Joseph Goebbels: primeiros anos

Paul Joseph Goebbels nasceu em 29 de outubro de 1897, em Rheydt, Alemanha, uma cidade industrial localizada na Renânia. Por causa de um pé torto que adquiriu durante uma crise de osteomielite na infância, um inchaço da medula óssea, o jovem Goebbels foi dispensado do serviço no exército alemão durante a Primeira Guerra Mundial (1914-18). Em vez disso, ele frequentou uma série de universidades alemãs, onde estudou literatura e filosofia, entre outras disciplinas, e obteve um doutorado. em Filologia Alemã pela Universidade de Heidelberg.

Na primeira metade da década de 1920, depois de tentar sem sucesso estabelecer uma carreira como jornalista, romancista e dramaturgo, Goebbels tornou-se membro do Partido Nacional Socialista dos Trabalhadores Alemães (nazista), que promovia o orgulho alemão e o anti-semitismo.
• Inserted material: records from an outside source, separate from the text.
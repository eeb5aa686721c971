//! Tavily Web Search Fallback Adapter
//!
//! General-purpose search used when no marketplace covers the keyword. The
//! backend returns free-text snippets, so a price has to be extracted
//! heuristically from currency-marked numbers in the text. The relevance
//! score becomes the offer confidence and the snippet is kept.

use std::sync::Arc;
use std::sync::LazyLock;

use async_trait::async_trait;
use regex::Regex;
use serde::{Deserialize, Serialize};

use crate::adapters::http::{HttpClient, HttpClientConfig};
use crate::domain::offer::RawOffer;
use crate::ports::secrets::{get_secret_safe, SecretStore};
use crate::ports::source::{OfferSource, SourceError};

const DEFAULT_ENDPOINT: &str = "https://api.tavily.com/search";
const RESULT_LIMIT: u32 = 5;

/// Plausible yen range for an extracted price. Anything outside is treated
/// as an unrelated number (a year, a count, a phone fragment).
const MIN_PLAUSIBLE_PRICE: i64 = 100;
const MAX_PLAUSIBLE_PRICE: i64 = 10_000_000;

/// Matches `¥1,234` / `￥1,234` and `1234円`, two digits minimum.
static PRICE_PATTERN: LazyLock<Regex> = LazyLock::new(|| {
    Regex::new(r"(?:¥|￥)\s*([0-9][0-9,]+)|([0-9][0-9,]+)\s*円")
        .expect("price pattern compiles")
});

pub struct TavilySource {
    secrets: Arc<dyn SecretStore>,
    endpoint: String,
    http: HttpClientConfig,
}

impl TavilySource {
    pub fn new(secrets: Arc<dyn SecretStore>, http: HttpClientConfig) -> Self {
        Self {
            secrets,
            endpoint: DEFAULT_ENDPOINT.to_string(),
            http,
        }
    }

    /// Point the adapter at a different endpoint, for tests.
    pub fn with_endpoint(mut self, endpoint: impl Into<String>) -> Self {
        self.endpoint = endpoint.into();
        self
    }
}

#[async_trait]
impl OfferSource for TavilySource {
    fn name(&self) -> &'static str {
        "tavily"
    }

    async fn search_offers(&self, keyword: &str) -> Result<Vec<RawOffer>, SourceError> {
        let Some(api_key) = get_secret_safe(self.secrets.as_ref(), "tavily_api_key") else {
            return Ok(Vec::new());
        };
        if keyword.is_empty() {
            return Ok(Vec::new());
        }

        let client = HttpClient::with_config(self.http.clone())?;
        let response = client
            .post_json(
                &self.endpoint,
                &SearchRequest {
                    api_key: &api_key,
                    query: keyword,
                    search_depth: "basic",
                    max_results: RESULT_LIMIT,
                    include_raw_content: true,
                },
            )
            .await?;

        let data: SearchResponse = response
            .json()
            .await
            .map_err(|err| SourceError::Malformed(err.to_string()))?;

        Ok(data.results.into_iter().map(normalize_result).collect())
    }
}

#[derive(Debug, Serialize)]
struct SearchRequest<'a> {
    api_key: &'a str,
    query: &'a str,
    search_depth: &'a str,
    max_results: u32,
    include_raw_content: bool,
}

#[derive(Debug, Deserialize)]
struct SearchResponse {
    #[serde(default)]
    results: Vec<SearchResult>,
}

#[derive(Debug, Default, Deserialize)]
struct SearchResult {
    title: Option<String>,
    url: Option<String>,
    content: Option<String>,
    raw_content: Option<String>,
    score: Option<f64>,
}

fn normalize_result(result: SearchResult) -> RawOffer {
    let price = extract_price(&[
        result.title.as_deref(),
        result.content.as_deref(),
        result.raw_content.as_deref(),
    ]);
    let raw_text = result.content.or(result.raw_content);
    RawOffer {
        title: result.title,
        price,
        shipping: None,
        stock_status: None,
        url: result.url,
        confidence: result.score,
        raw_text,
    }
}

/// Best-guess price from free text: collect every currency-marked number in
/// the plausible range and take the minimum. Zero candidates yield `None`;
/// multiple candidates are not an error.
fn extract_price(texts: &[Option<&str>]) -> Option<i64> {
    let mut candidates: Vec<i64> = Vec::new();
    for text in texts.iter().flatten() {
        for captures in PRICE_PATTERN.captures_iter(text) {
            let Some(digits) = captures.get(1).or_else(|| captures.get(2)) else {
                continue;
            };
            let Ok(value) = digits.as_str().replace(',', "").parse::<i64>() else {
                continue;
            };
            if (MIN_PLAUSIBLE_PRICE..=MAX_PLAUSIBLE_PRICE).contains(&value) {
                candidates.push(value);
            }
        }
    }
    candidates.into_iter().min()
}

#[cfg(test)]
mod tests {
    use super::*;
    use crate::ports::secrets::MockSecretStore;

    #[tokio::test]
    async fn test_missing_api_key_soft_disables() {
        let mut store = MockSecretStore::new();
        store.expect_get_secret().returning(|_| Ok(None));
        let source = TavilySource::new(Arc::new(store), HttpClientConfig::default());

        let offers = source.search_offers("camera").await.unwrap();
        assert!(offers.is_empty());
    }

    #[test]
    fn test_extracts_minimum_of_multiple_candidates() {
        let price = extract_price(&[Some("special price ¥1,980 today, was 2500円")]);
        assert_eq!(price, Some(1980));
    }

    #[test]
    fn test_no_currency_marked_number_yields_none() {
        assert_eq!(extract_price(&[Some("released in 2019, 4th edition")]), None);
        assert_eq!(extract_price(&[None, None]), None);
    }

    #[test]
    fn test_fullwidth_yen_sign_and_comma_grouping() {
        assert_eq!(extract_price(&[Some("￥12,800 で販売中")]), Some(12800));
    }

    #[test]
    fn test_out_of_range_candidates_dropped() {
        // Below 100 and above 10,000,000 are implausible as prices.
        assert_eq!(extract_price(&[Some("¥99 shipping, item ¥350")]), Some(350));
        assert_eq!(extract_price(&[Some("serial 99999999円")]), None);
    }

    #[test]
    fn test_candidates_collected_across_texts() {
        let price = extract_price(&[Some("title ¥5,000"), Some("body says 3000円")]);
        assert_eq!(price, Some(3000));
    }

    #[test]
    fn test_normalize_keeps_score_and_snippet() {
        let offer = normalize_result(SearchResult {
            title: Some("camera for sale ¥8,800".to_string()),
            url: Some("https://example.com/listing".to_string()),
            content: Some("great camera, only ¥8,800".to_string()),
            raw_content: Some("longer page text".to_string()),
            score: Some(0.92),
        });

        assert_eq!(offer.price, Some(8800));
        assert_eq!(offer.confidence, Some(0.92));
        // Snippet prefers content over raw content.
        assert_eq!(offer.raw_text.as_deref(), Some("great camera, only ¥8,800"));
    }

    #[test]
    fn test_normalize_falls_back_to_raw_content() {
        let offer = normalize_result(SearchResult {
            raw_content: Some("full page, 2480円".to_string()),
            ..Default::default()
        });

        assert_eq!(offer.price, Some(2480));
        assert_eq!(offer.raw_text.as_deref(), Some("full page, 2480円"));
    }

    #[test]
    fn test_response_shape_parses() {
        let body = r#"{
            "results": [
                {"title": "listing", "url": "https://example.com",
                 "content": "text ¥1,500", "raw_content": null, "score": 0.7}
            ]
        }"#;

        let parsed: SearchResponse = serde_json::from_str(body).unwrap();
        assert_eq!(parsed.results.len(), 1);
        assert_eq!(parsed.results[0].score, Some(0.7));
    }
}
Goebbels eventualmente conheceu o líder da organização, Adolf Hitler. Naquela época, a inflação havia destruído a economia alemã e o moral dos cidadãos alemães, que haviam sido derrotados na Primeira Guerra Mundial, estava baixo. Hitler e Goebbels eram da opinião de que palavras e imagens eram dispositivos potentes que podiam ser usados ​​para explorar esse descontentamento. Hitler ficou impressionado com a capacidade de Goebbels de comunicar seus pensamentos por escrito, enquanto Goebbels estava encantado com o talento de Hitler para falar na frente de grandes multidões e empregar palavras e gestos para brincar com o orgulho nacionalista alemão.

Goebbels: subindo nas fileiras do partido nazista

Goebbels ascendeu rapidamente na hierarquia do Partido Nazista. Primeiro, ele se separou de Gregor Strasser (1892-1934), o líder do bloco partidário mais anticapitalista, que ele inicialmente apoiou, e juntou-se ao mais conservador Hitler. Então, em 1926, ele se tornou um líder de distrito do partido em Berlim. No ano seguinte, ele estabeleceu e escreveu comentários no Der Angriff (O Ataque), um jornal semanal que defendia a linha do Partido Nazista.

Em 1928, Goebbels foi eleito para o Reichstag, o Parlamento alemão. Mais significativamente, Hitler o nomeou diretor de propaganda do Partido Nazista. Foi nessa posição que Goebbels começou a formular a estratégia que moldou o mito de Hitler como um líder brilhante e decisivo. Ele organizou reuniões políticas massivas nas quais Hitler foi apresentado como o salvador de uma nova Alemanha. Em um golpe de mestre, Goebbels supervisionou a colocação de câmeras de cinema e microfones em locais essenciais para acentuar a imagem e a voz de Hitler. Tais eventos e manobras desempenharam um papel fundamental em convencer o povo alemão de que seu país recuperaria sua honra apenas dando apoio inabalável a Hitler.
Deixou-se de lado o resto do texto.